In Secret Tibet (Mystic Traveler Series)
Published in Paperback by Adventures Unlimited Press (December, 1991)
Author: Theodore Illion
Average review score:

This should be classified as fiction
This book purports to be a true account of the author's adventures in Tibet in the 1930's.Foreigners were not allowed into Tibet, so the author claims he disguised himself as a Tibetan and learnt the rudiments of the language.However, his story is full of holes and just doesn't add up.Tibet is very remote and one man alone would not find it easy to enter.In fact, he gives no details of how he entered the country.The more I read, the more suspicious I became of the truth of this book.The author had blue eyes and always adverted them when he met people.This would raise suspicion.He was German, and going by his picture in the book he looks nothing like a Tibetan.He says he stained his face each day to make it darker, but this would have made him look like some comic actor.It just doesn't add up.He must have stuck out like a sore thumb.He propounds his own religious ideas instead of giving an accurate picture of Tibetan religion.This book cannot be taken seriously.

Is This a Real Thing or Fiction?
Well, after reading the book, I have the feeling that it is just another make-believe story; the author really stayed in Tibet??

A better bet would be to read "A Journey to Lhasa" by Alexander David-Neel (ISBN: 080705903X). There's even a website devoted to her works... Other books by her concerning Tibet are also interesting.

An unusual book for its time
Obviously after reading the negative reviews, this book is not for everone.
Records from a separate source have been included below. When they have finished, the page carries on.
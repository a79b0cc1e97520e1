//! Plain-text board rendering.

use std::fmt;

use crate::board::Geometry;
use crate::core::Color;
use crate::rules::{GameView, Outcome, Reversi};

/// Textual view of a game's board.
///
/// Hex boards render one line per row, indented so the hexagon shows,
/// with no trailing newline. Square boards end every row with a newline.
/// Glyphs are `_` for empty, `X` for black, and `O` for white.
#[derive(Clone, Copy, Debug)]
pub struct TextView<'a, G: Geometry> {
    game: &'a Reversi<G>,
}

impl<'a, G: Geometry> TextView<'a, G> {
    pub fn new(game: &'a Reversi<G>) -> Self {
        Self { game }
    }

    /// One-line status: who is on turn and the disc counts, or the result.
    #[must_use]
    pub fn status(&self) -> String {
        let scores = self.game.scores();
        let (black, white) = (scores[Color::Black], scores[Color::White]);

        match self.game.winner() {
            Ok(Outcome::Winner(color)) => format!("{color} wins {black}-{white}"),
            Ok(Outcome::Draw) => format!("draw {black}-{white}"),
            Err(_) => format!("{} to move, {black}-{white}", self.game.active_player()),
        }
    }
}

impl<G: Geometry> fmt::Display for TextView<'_, G> {
    fn fmt(&self, f: &mut fmt::Formatter<'_>) -> fmt::Result {
        f.write_str(&self.game.render())
    }
}

#[cfg(test)]
mod tests {
    use super::*;
    use crate::rules::{HexReversi, SquareReversi};

    #[test]
    fn test_hex_view_matches_render() {
        let game = HexReversi::new(7).unwrap();
        let text = TextView::new(&game).to_string();
        assert_eq!(text, game.render());
        assert_eq!(text.lines().count(), 7);
        assert!(!text.ends_with('\n'));
    }

    #[test]
    fn test_square_view_opening() {
        let game = SquareReversi::new(4).unwrap();
        assert_eq!(
            TextView::new(&game).to_string(),
            "_ _ _ _ \n_ X O _ \n_ O X _ \n_ _ _ _ \n"
        );
    }

    #[test]
    fn test_status_lines() {
        let mut game = SquareReversi::new(8).unwrap();
        assert_eq!(TextView::new(&game).status(), "Black to move, 2-2");

        game.skip(Color::Black).unwrap();
        game.skip(Color::White).unwrap();
        assert_eq!(TextView::new(&game).status(), "draw 2-2");
    }
}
It does not try to be all things to all people, just one man's spiritual journey through Tibet. His experiences with enlightened "Hermits" as well as the phoney pretenders (majority) is well documented. The companion book "Darkness Over Tibet" even portrays the dark side of spiritual persuits. In some respects, the author's experience is somewhat similar to the Carlos Castenada books.

Having done extensive reading in the new age and spiritual/channelled material of today, this is a refreshing first person narrative even though it was written in the 1930s. Unfortunately, a lot of the modern written stuff is full of mumbo jumbo [junk] and and outright disinformation. I found this book worthwhile as the author goes through many trials and tribulations in discerning the truth from the lies and fiction of the pretenders who throw just enough truth to hook people and then divert and distort the rest for the purpose of control. The same thing occurs today as it does then. Not all things are "love and light", yet he prevails in his arduous journeys as a spiritual seeker of truth.